What Pulse Analytics measures

Pulse Analytics focuses on aggregate health metrics, not individual user actions. These aggregates act as proxies for momentum, traction, and sustainability across your ecosystem. Specifically, Pulse Analytics tracks indicators of:
  • Token health
  • Protocol health
  • Product health
  • Community health
Viewed over time, these signals allow you to correlate what you’re doing (campaigns, incentives, partnerships, distribution) with what’s actually changing underneath. Absinthe unifies these signals into a single, coherent time series view across all connected platforms—rather than forcing you to inspect each system in isolation.

Token health

Once a token is connected via Data Integrations, Absinthe periodically tracks key aggregate statistics. For ERC20 and SPL tokens, this includes:
  • USD price
  • Total holder count
  • Acquisition breakdown (via swaps, transfers, airdrops)
  • Liquidity and market cap (including FDV where applicable)
For NFT collections (ERC721), this includes:
  • Floor price
  • Total transfers
  • Unique holders
  • Total supply
Being able to overlay marketing and distribution activity against these metrics gives you a grounded, data-backed way to evaluate whether your efforts are improving real economic outcomes.

Social and community health

Pulse Analytics also tracks aggregate indicators of community growth and engagement across your distribution channels. This includes:
  • Twitter follower count over time
  • Discord member count
  • Active Discord members
  • Galxe participation
  • Zealy quest participation
  • Telegram group members
These signals are especially valuable for evaluating top-of-funnel effectiveness and early-stage momentum. They reflect whether attention is compounding or stalling—and whether your campaigns are translating into sustained community growth.

Why aggregate signals matter

Pulse Analytics deliberately avoids noisy, per-user metrics in favor of trend-level indicators. Aggregate statistics:
  • Smooth out individual anomalies
  • Highlight structural changes early
  • Are harder to game
  • Map cleanly to business outcomes
They give you a fast read on whether retention spend, incentive design, and acquisition tactics are compounding—or leaking value.
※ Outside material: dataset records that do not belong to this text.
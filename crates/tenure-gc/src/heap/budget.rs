//! Evacuation and promotion budgets.
//!
//! Reserves are set at final mark and zeroed when the cycle ends. Expend
//! and unexpend are plain atomic adds so they commute; the only checked
//! operation is promotion, which never lets `promoted_expended` pass
//! `promoted_reserve`.

use std::sync::atomic::{AtomicUsize, Ordering};

/// Per-cycle byte budgets.
#[derive(Debug, Default)]
pub struct EvacBudget {
    young_evac_reserve: AtomicUsize,
    young_evac_expended: AtomicUsize,
    old_evac_reserve: AtomicUsize,
    old_evac_expended: AtomicUsize,
    promoted_reserve: AtomicUsize,
    promoted_expended: AtomicUsize,
    alloc_supplement_reserve: AtomicUsize,
}

macro_rules! getter {
    ($($name:ident),* $(,)?) => {
        $(
            #[doc = concat!("Current `", stringify!($name), "` in bytes.")]
            #[inline]
            #[must_use]
            pub fn $name(&self) -> usize {
                self.$name.load(Ordering::Acquire)
            }
        )*
    };
}

impl EvacBudget {
    /// All budgets zero.
    #[must_use]
    pub const fn new() -> Self {
        Self {
            young_evac_reserve: AtomicUsize::new(0),
            young_evac_expended: AtomicUsize::new(0),
            old_evac_reserve: AtomicUsize::new(0),
            old_evac_expended: AtomicUsize::new(0),
            promoted_reserve: AtomicUsize::new(0),
            promoted_expended: AtomicUsize::new(0),
            alloc_supplement_reserve: AtomicUsize::new(0),
        }
    }

    getter!(
        young_evac_reserve,
        young_evac_expended,
        old_evac_reserve,
        old_evac_expended,
        promoted_reserve,
        promoted_expended,
        alloc_supplement_reserve,
    );

    /// Sets the young evacuation reserve.
    pub fn set_young_evac_reserve(&self, bytes: usize) {
        self.young_evac_reserve.store(bytes, Ordering::Release);
    }

    /// Sets the old evacuation reserve.
    pub fn set_old_evac_reserve(&self, bytes: usize) {
        self.old_evac_reserve.store(bytes, Ordering::Release);
    }

    /// Sets the promotion reserve.
    pub fn set_promoted_reserve(&self, bytes: usize) {
        self.promoted_reserve.store(bytes, Ordering::Release);
    }

    /// Sets the bytes of old reserve lent to young mutator allocation.
    pub fn set_alloc_supplement_reserve(&self, bytes: usize) {
        self.alloc_supplement_reserve.store(bytes, Ordering::Release);
    }

    /// Expends `bytes` of promotion budget if the reserve has room.
    pub fn try_expend_promoted(&self, bytes: usize) -> bool {
        let reserve = self.promoted_reserve();
        let ok = self
            .promoted_expended
            .fetch_update(Ordering::AcqRel, Ordering::Acquire, |spent| {
                spent.checked_add(bytes).filter(|&next| next <= reserve)
            })
            .is_ok();
        debug_assert!(self.promoted_expended() <= self.promoted_reserve());
        ok
    }

    /// Whether `bytes` more promotion would stay within the reserve.
    #[must_use]
    pub fn has_promotion_headroom(&self, bytes: usize) -> bool {
        self.promoted_expended() + bytes <= self.promoted_reserve()
    }

    /// Returns unused promotion budget.
    pub fn unexpend_promoted(&self, bytes: usize) {
        let prev = self.promoted_expended.fetch_sub(bytes, Ordering::AcqRel);
        debug_assert!(prev >= bytes);
    }

    /// Records young evacuation.
    pub fn expend_young_evac(&self, bytes: usize) {
        self.young_evac_expended.fetch_add(bytes, Ordering::AcqRel);
    }

    /// Records old-to-old evacuation.
    pub fn expend_old_evac(&self, bytes: usize) {
        self.old_evac_expended.fetch_add(bytes, Ordering::AcqRel);
    }

    /// Zeroes every budget at the end of a cycle.
    pub fn reset(&self) {
        for counter in [
            &self.young_evac_reserve,
            &self.young_evac_expended,
            &self.old_evac_reserve,
            &self.old_evac_expended,
            &self.promoted_reserve,
            &self.promoted_expended,
            &self.alloc_supplement_reserve,
        ] {
            counter.store(0, Ordering::Release);
        }
    }
}

#[cfg(test)]
mod tests {
    use super::*;

    #[test]
    fn test_promotion_never_overruns() {
        let budget = EvacBudget::new();
        budget.set_promoted_reserve(1000);
        assert!(budget.try_expend_promoted(600));
        assert!(!budget.try_expend_promoted(500));
        assert!(budget.try_expend_promoted(400));
        assert!(!budget.try_expend_promoted(1));
        assert_eq!(budget.promoted_expended(), 1000);
        budget.unexpend_promoted(100);
        assert!(budget.has_promotion_headroom(100));
        assert!(!budget.has_promotion_headroom(101));
    }

    #[test]
    fn test_concurrent_promotion_stays_in_reserve() {
        let budget = EvacBudget::new();
        budget.set_promoted_reserve(10_000);
        std::thread::scope(|s| {
            for _ in 0..4 {
                s.spawn(|| {
                    for _ in 0..1000 {
                        let _ = budget.try_expend_promoted(7);
                        assert!(budget.promoted_expended() <= budget.promoted_reserve());
                    }
                });
            }
        });
        assert!(budget.promoted_expended() <= 10_000);
        assert!(budget.promoted_expended() > 10_000 - 7);
    }

    #[test]
    fn test_reset() {
        let budget = EvacBudget::new();
        budget.set_young_evac_reserve(5);
        budget.expend_young_evac(3);
        budget.set_old_evac_reserve(4);
        budget.expend_old_evac(1);
        budget.reset();
        assert_eq!(budget.young_evac_reserve(), 0);
        assert_eq!(budget.young_evac_expended(), 0);
        assert_eq!(budget.old_evac_expended(), 0);
    }
}
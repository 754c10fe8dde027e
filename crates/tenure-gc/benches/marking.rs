//! Benchmark: concurrent marking of a fully live heap.
//!
//! Nothing is garbage, so no region enters the collection set and each
//! cycle is dominated by tracing.

use criterion::{criterion_group, criterion_main, Criterion};
use std::hint::black_box;
use std::time::Duration;
use tenure_gc::{GcConfig, GcMode, GenerationMode, Handle, Heap, ObjectShape};

/// Builds a binary tree of `depth` levels.
fn tree(heap: &Heap, depth: usize) -> Handle {
    let mut mutator = heap.attach_mutator();
    let mut scope = mutator.scope();
    let root = scope.alloc(ObjectShape::instance(2, 1)).unwrap();
    let mut level = vec![root];
    for d in 1..depth {
        let mut next = Vec::with_capacity(level.len() * 2);
        for &parent in &level {
            for slot in 0..2 {
                let child = scope.alloc(ObjectShape::instance(2, 1)).unwrap();
                scope.write_data(child, 0, d).unwrap();
                scope.store_ref(parent, slot, Some(child)).unwrap();
                next.push(child);
            }
        }
        level = next;
        scope.safepoint_poll();
    }
    scope.handle(root).unwrap()
}

/// One wide reference array, marked in chunks.
fn wide_array(heap: &Heap, len: usize) -> Handle {
    let mut mutator = heap.attach_mutator();
    let mut scope = mutator.scope();
    let array = scope.alloc(ObjectShape::ref_array(len)).unwrap();
    for i in 0..len {
        let leaf = scope.alloc(ObjectShape::instance(0, 1)).unwrap();
        scope.store_ref(array, i, Some(leaf)).unwrap();
    }
    scope.handle(array).unwrap()
}

fn bench_marking(c: &mut Criterion) {
    let mut group = c.benchmark_group("marking");
    group.sample_size(10);
    group.warm_up_time(Duration::from_millis(500));

    for workers in [1, 4] {
        let config = GcConfig::default()
            .with_heap_size(128 << 20)
            .with_parallel_workers(workers);
        let heap = Heap::new(config.clone()).unwrap();
        let root = tree(&heap, 17);
        group.bench_function(format!("tree_depth_17_{workers}_workers"), |b| {
            b.iter(|| black_box(heap.collect(GenerationMode::Global)));
        });
        drop(root);

        let heap = Heap::new(config.with_mode(GcMode::Iu)).unwrap();
        let root = wide_array(&heap, 100_000);
        group.bench_function(format!("array_100k_iu_{workers}_workers"), |b| {
            b.iter(|| black_box(heap.collect(GenerationMode::Global)));
        });
        drop(root);
    }
    group.finish();
}

criterion_group!(benches, bench_marking);
criterion_main!(benches);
Getting started with Pulse Analytics

To enable Pulse Analytics:
  1. Connect your Tokens, Social platforms, and Questing platforms under Workspace → Data Integrations
  2. Navigate to the Pulse Analytics tab in your workspace
For best results, allow data to collect for at least seven days before drawing conclusions. Treat the first week as a calibration period rather than a performance signal. Once calibrated, Pulse Analytics becomes your baseline—a continuous heartbeat of your ecosystem that helps you decide what to double down on and what to kill early.